Kuhness David, Gruber Alexander, Winkler Robert, Sattelkow Jürgen, Fitzek Harald, Letofsky-Papst Ilse, Kothleitner Gerald, Plank Harald
Christian Doppler Laboratory for Direct-Write Fabrication of 3D Nano-Probes, Institute of Electron Microscopy and Nanoanalysis, Graz University of Technology, 8010 Graz, Austria.
Graz Centre for Electron Microscopy, 8010 Graz, Austria.
ACS Appl Mater Interfaces. 2021 Jan 13;13(1):1178-1191. doi: 10.1021/acsami.0c17030. Epub 2020 Dec 29.
The direct-write fabrication of freestanding nanoantennas for plasmonic applications is a challenging task, as demands for overall morphologies, nanoscale features, and material qualities are very high. Within the small pool of capable technologies, three-dimensional (3D) nanoprinting via focused electron beam-induced deposition (FEBID) is a promising candidate due to its design flexibility. As FEBID materials notoriously suffer from high carbon contents, the chemical postgrowth transfer into pure metals is indispensably needed, which can severely harm or even destroy FEBID-based 3D nanoarchitectures. Following this challenge, we first dissect FEBID growth characteristics and then combine individual advantages by an advanced patterning approach. This allows the direct-write fabrication of high-fidelity shapes with nanoscale features in the sub-10 nm range, which allow a shape-stable chemical transfer into plasmonically active Au nanoantennas. The here-introduced strategy is a generic approach toward more complex 3D architectures for future applications in the field of 3D plasmonics.

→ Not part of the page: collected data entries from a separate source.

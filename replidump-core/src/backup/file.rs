//! One physical file belonging to a backup.
//!
//! File names follow `<db>__<YYYYMMDD-HHMMSS>.<ext>` where `ext` is `sql`,
//! `md5`, or the configured compressed extension (compressed dumps keep the
//! inner `.sql`, e.g. `app__20260801-020000.sql.gz`). Anything else is not a
//! backup file and never enters the model.

use std::path::{Path, PathBuf};
use std::process::Command;

use tracing::{debug, info};

use crate::clock;
use crate::config::Settings;
use crate::errors::{FileError, ParseError};

/// The three roles a backup file can play.
#[derive(Debug, Clone, Copy, PartialEq, Eq)]
pub enum FileKind {
    Plain,
    Compressed,
    Checksum,
}

/// A typed view of one backup file on disk.
#[derive(Debug, Clone)]
pub struct BackupFile {
    path: PathBuf,
    file_name: String,
    db_name: String,
    date_string: String,
    ts: i64,
    kind: FileKind,
}

impl BackupFile {
    /// Admit a path as a backup file, or refuse it.
    ///
    /// Only files directly inside the incremental directory qualify.
    pub fn parse(path: &Path, settings: &Settings) -> Result<BackupFile, ParseError> {
        if path.parent() != Some(settings.backup.incremental_path.as_path()) {
            return Err(ParseError::OutsideIncrementalDir {
                path: path.to_path_buf(),
            });
        }

        let file_name = path
            .file_name()
            .map(|n| n.to_string_lossy().into_owned())
            .ok_or_else(|| ParseError::MalformedName {
                path: path.to_path_buf(),
            })?;

        if !file_name.contains('.') || file_name.matches("__").count() != 1 {
            return Err(ParseError::MalformedName {
                path: path.to_path_buf(),
            });
        }

        let compressed_suffix = format!(".sql.{}", settings.backup.compressed_file_extension);
        let (stem, kind) = if let Some(stem) = file_name.strip_suffix(&compressed_suffix) {
            (stem, FileKind::Compressed)
        } else if let Some(stem) = file_name.strip_suffix(".sql") {
            (stem, FileKind::Plain)
        } else if let Some(stem) = file_name.strip_suffix(".md5") {
            (stem, FileKind::Checksum)
        } else {
            let extension = file_name
                .rsplit('.')
                .next()
                .unwrap_or_default()
                .to_string();
            return Err(ParseError::UnknownExtension {
                path: path.to_path_buf(),
                extension,
            });
        };

        let (db_name, date_string) =
            stem.split_once("__")
                .ok_or_else(|| ParseError::MalformedName {
                    path: path.to_path_buf(),
                })?;
        if db_name.is_empty() {
            return Err(ParseError::MalformedName {
                path: path.to_path_buf(),
            });
        }

        let ts = clock::parse_date_string(date_string).ok_or_else(|| {
            ParseError::MalformedDate {
                path: path.to_path_buf(),
                date_string: date_string.to_string(),
            }
        })?;

        let db_name = db_name.to_string();
        let date_string = date_string.to_string();
        Ok(BackupFile {
            path: path.to_path_buf(),
            file_name,
            db_name,
            date_string,
            ts,
            kind,
        })
    }

    fn assemble(
        db_name: &str,
        date_string: &str,
        suffix: &str,
        kind: FileKind,
        settings: &Settings,
    ) -> BackupFile {
        let file_name = format!("{db_name}__{date_string}{suffix}");
        BackupFile {
            path: settings.backup.incremental_path.join(&file_name),
            file_name,
            db_name: db_name.to_string(),
            date_string: date_string.to_string(),
            ts: clock::parse_date_string(date_string).unwrap_or_else(clock::now_ts),
            kind,
        }
    }

    /// The plain-dump file name for a `(db, date)` pair.
    pub fn plain_for(db_name: &str, date_string: &str, settings: &Settings) -> BackupFile {
        Self::assemble(db_name, date_string, ".sql", FileKind::Plain, settings)
    }

    /// The checksum file name for a `(db, date)` pair.
    pub fn checksum_for(db_name: &str, date_string: &str, settings: &Settings) -> BackupFile {
        Self::assemble(db_name, date_string, ".md5", FileKind::Checksum, settings)
    }

    /// The compressed-dump file name for a `(db, date)` pair.
    pub fn compressed_for(db_name: &str, date_string: &str, settings: &Settings) -> BackupFile {
        let suffix = format!(".sql.{}", settings.backup.compressed_file_extension);
        Self::assemble(db_name, date_string, &suffix, FileKind::Compressed, settings)
    }

    pub fn path(&self) -> &Path {
        &self.path
    }

    pub fn file_name(&self) -> &str {
        &self.file_name
    }

    pub fn db_name(&self) -> &str {
        &self.db_name
    }

    pub fn date_string(&self) -> &str {
        &self.date_string
    }

    pub fn kind(&self) -> FileKind {
        self.kind
    }

    /// Whether this is a dump (plain or compressed) as opposed to a checksum.
    pub fn is_dump(&self) -> bool {
        matches!(self.kind, FileKind::Plain | FileKind::Compressed)
    }

    /// Unix timestamp encoded in the file name.
    pub fn ts(&self) -> i64 {
        self.ts
    }

    pub fn exists(&self) -> bool {
        self.path.is_file()
    }

    /// Run `mysqldump` and leave its output at this file's path.
    pub fn birth_dump(&self, settings: &Settings) -> Result<(), FileError> {
        let argv = &settings.mysql.mysqldump_command;
        let mut command = Command::new(&argv[0]);
        command
            .args(&argv[1..])
            .arg("-u")
            .arg(&settings.mysql.username)
            .arg(&self.db_name)
            .args(&settings.mysql.dump_options)
            .arg("--result-file")
            .arg(&self.path)
            .env("MYSQL_PWD", &settings.mysql.password);

        info!(db = %self.db_name, path = %self.path.display(), "running mysqldump");
        run_command(command, &argv[0], &self.path)?;

        if !self.exists() {
            return Err(FileError::MissingOutput {
                command: argv[0].clone(),
                path: self.path.clone(),
            });
        }
        Ok(())
    }

    /// Hash a plain dump and write the companion checksum file.
    pub fn birth_checksum(
        plain: &BackupFile,
        settings: &Settings,
    ) -> Result<BackupFile, FileError> {
        let checksum = compute_checksum(plain.path())?;
        let file = BackupFile::checksum_for(&plain.db_name, &plain.date_string, settings);
        debug!(path = %file.path.display(), "writing checksum file");
        std::fs::write(&file.path, format!("{checksum}\n")).map_err(|source| FileError::Io {
            path: file.path.clone(),
            source,
        })?;
        Ok(file)
    }

    /// Read the stored checksum. Fails on a missing or empty file.
    pub fn read_checksum(&self) -> Result<String, FileError> {
        let contents = match std::fs::read_to_string(&self.path) {
            Ok(contents) => contents,
            Err(source) if source.kind() == std::io::ErrorKind::NotFound => {
                return Err(FileError::EmptyChecksum {
                    path: self.path.clone(),
                })
            }
            Err(source) => {
                return Err(FileError::Io {
                    path: self.path.clone(),
                    source,
                })
            }
        };
        let checksum = contents.lines().next().unwrap_or("").trim().to_string();
        if checksum.is_empty() {
            return Err(FileError::EmptyChecksum {
                path: self.path.clone(),
            });
        }
        Ok(checksum)
    }

    /// Compress this plain dump with the configured command.
    ///
    /// On success the plain file is gone and the compressed sibling is
    /// returned. On failure the plain file is left untouched.
    pub fn compress(self, settings: &Settings) -> Result<BackupFile, FileError> {
        let argv = &settings.backup.compress_command;
        let mut command = Command::new(&argv[0]);
        command.args(&argv[1..]).arg(&self.path);

        info!(path = %self.path.display(), "compressing");
        run_command(command, &argv[0], &self.path)?;

        let compressed =
            BackupFile::compressed_for(&self.db_name, &self.date_string, settings);
        if !compressed.exists() {
            return Err(FileError::MissingOutput {
                command: argv[0].clone(),
                path: compressed.path.clone(),
            });
        }
        // Most compressors consume the source themselves; clean up after the
        // ones that do not.
        remove_if_present(&self.path)?;
        Ok(compressed)
    }

    /// Decompress this compressed dump with the configured command.
    pub fn decompress(self, settings: &Settings) -> Result<BackupFile, FileError> {
        let argv = &settings.backup.decompress_command;
        let mut command = Command::new(&argv[0]);
        command.args(&argv[1..]).arg(&self.path);

        info!(path = %self.path.display(), "decompressing");
        run_command(command, &argv[0], &self.path)?;

        let plain = BackupFile::plain_for(&self.db_name, &self.date_string, settings);
        if !plain.exists() {
            return Err(FileError::MissingOutput {
                command: argv[0].clone(),
                path: plain.path.clone(),
            });
        }
        remove_if_present(&self.path)?;
        Ok(plain)
    }

    /// Where this file's long-term copy would live.
    pub fn long_term_path(&self, settings: &Settings) -> PathBuf {
        settings.backup.long_term_backup_path.join(&self.file_name)
    }

    /// Whether a long-term copy currently exists. Always asked of the
    /// filesystem, never cached.
    pub fn is_long_term(&self, settings: &Settings) -> bool {
        self.long_term_path(settings).is_file()
    }

    /// Byte-copy this file into the long-term directory.
    pub fn copy_to_long_term(&self, settings: &Settings) -> Result<(), FileError> {
        let dst = self.long_term_path(settings);
        info!(src = %self.path.display(), dst = %dst.display(), "copying to long term");
        std::fs::copy(&self.path, &dst).map_err(|source| FileError::Io {
            path: dst.clone(),
            source,
        })?;
        Ok(())
    }

    /// Remove the long-term copy if there is one.
    pub fn remove_long_term(&self, settings: &Settings) -> Result<(), FileError> {
        let dst = self.long_term_path(settings);
        if dst.is_file() {
            debug!(path = %dst.display(), "removing long term copy");
        }
        remove_if_present(&dst)
    }

    /// Remove this file and its long-term copy. Missing files are fine.
    pub fn self_destruct(&self, settings: &Settings) -> Result<(), FileError> {
        if self.exists() {
            debug!(path = %self.path.display(), "removing");
        }
        remove_if_present(&self.path)?;
        self.remove_long_term(settings)
    }
}

/// md5 of a file, as the first whitespace-delimited token of `md5sum`.
pub fn compute_checksum(path: &Path) -> Result<String, FileError> {
    let mut command = Command::new("md5sum");
    command.arg(path);
    let output = command.output().map_err(|source| FileError::Spawn {
        command: "md5sum".to_string(),
        source,
    })?;
    if !output.status.success() {
        return Err(FileError::CommandFailed {
            command: "md5sum".to_string(),
            status: output.status.to_string(),
            path: path.to_path_buf(),
        });
    }
    let stdout = String::from_utf8_lossy(&output.stdout);
    let checksum = stdout.split_whitespace().next().unwrap_or("").to_string();
    if checksum.is_empty() {
        return Err(FileError::EmptyChecksum {
            path: path.to_path_buf(),
        });
    }
    Ok(checksum)
}

fn run_command(mut command: Command, name: &str, path: &Path) -> Result<(), FileError> {
    let output = command.output().map_err(|source| FileError::Spawn {
        command: name.to_string(),
        source,
    })?;
    if !output.status.success() {
        return Err(FileError::CommandFailed {
            command: name.to_string(),
            status: output.status.to_string(),
            path: path.to_path_buf(),
        });
    }
    debug!(command = name, "command completed");
    Ok(())
}

fn remove_if_present(path: &Path) -> Result<(), FileError> {
    match std::fs::remove_file(path) {
        Ok(()) => Ok(()),
        Err(source) if source.kind() == std::io::ErrorKind::NotFound => Ok(()),
        Err(source) => Err(FileError::Io {
            path: path.to_path_buf(),
            source,
        }),
    }
}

用于等离子体应用的独立式纳米天线的直写制造是一项具有挑战性的任务,因为对整体形态、纳米级特征和材料质量的要求非常高。在少数可行的技术中,通过聚焦电子束诱导沉积(FEBID)进行的三维(3D)纳米打印因其设计灵活性而成为一个有前途的候选技术。由于FEBID材料的碳含量 notoriously 很高,因此将化学后生长转移到纯金属中是必不可少的,但这可能会严重损害甚至破坏基于FEBID的3D纳米结构。面对这一挑战,我们首先剖析FEBID的生长特性,然后通过先进的图案化方法结合各自的优点。这使得能够直接制造出具有亚10纳米范围内纳米级特征的高保真形状,从而实现向等离子体活性金纳米天线的形状稳定化学转移。本文介绍的策略是一种通用方法,可用于制造更复杂的3D结构,以用于未来3D等离子体领域的应用。 (注:“notoriously”此处翻译为“众所周知地、 notoriously”,感觉原文这个词在这里表述有点奇怪,但按要求保留原文翻译了。)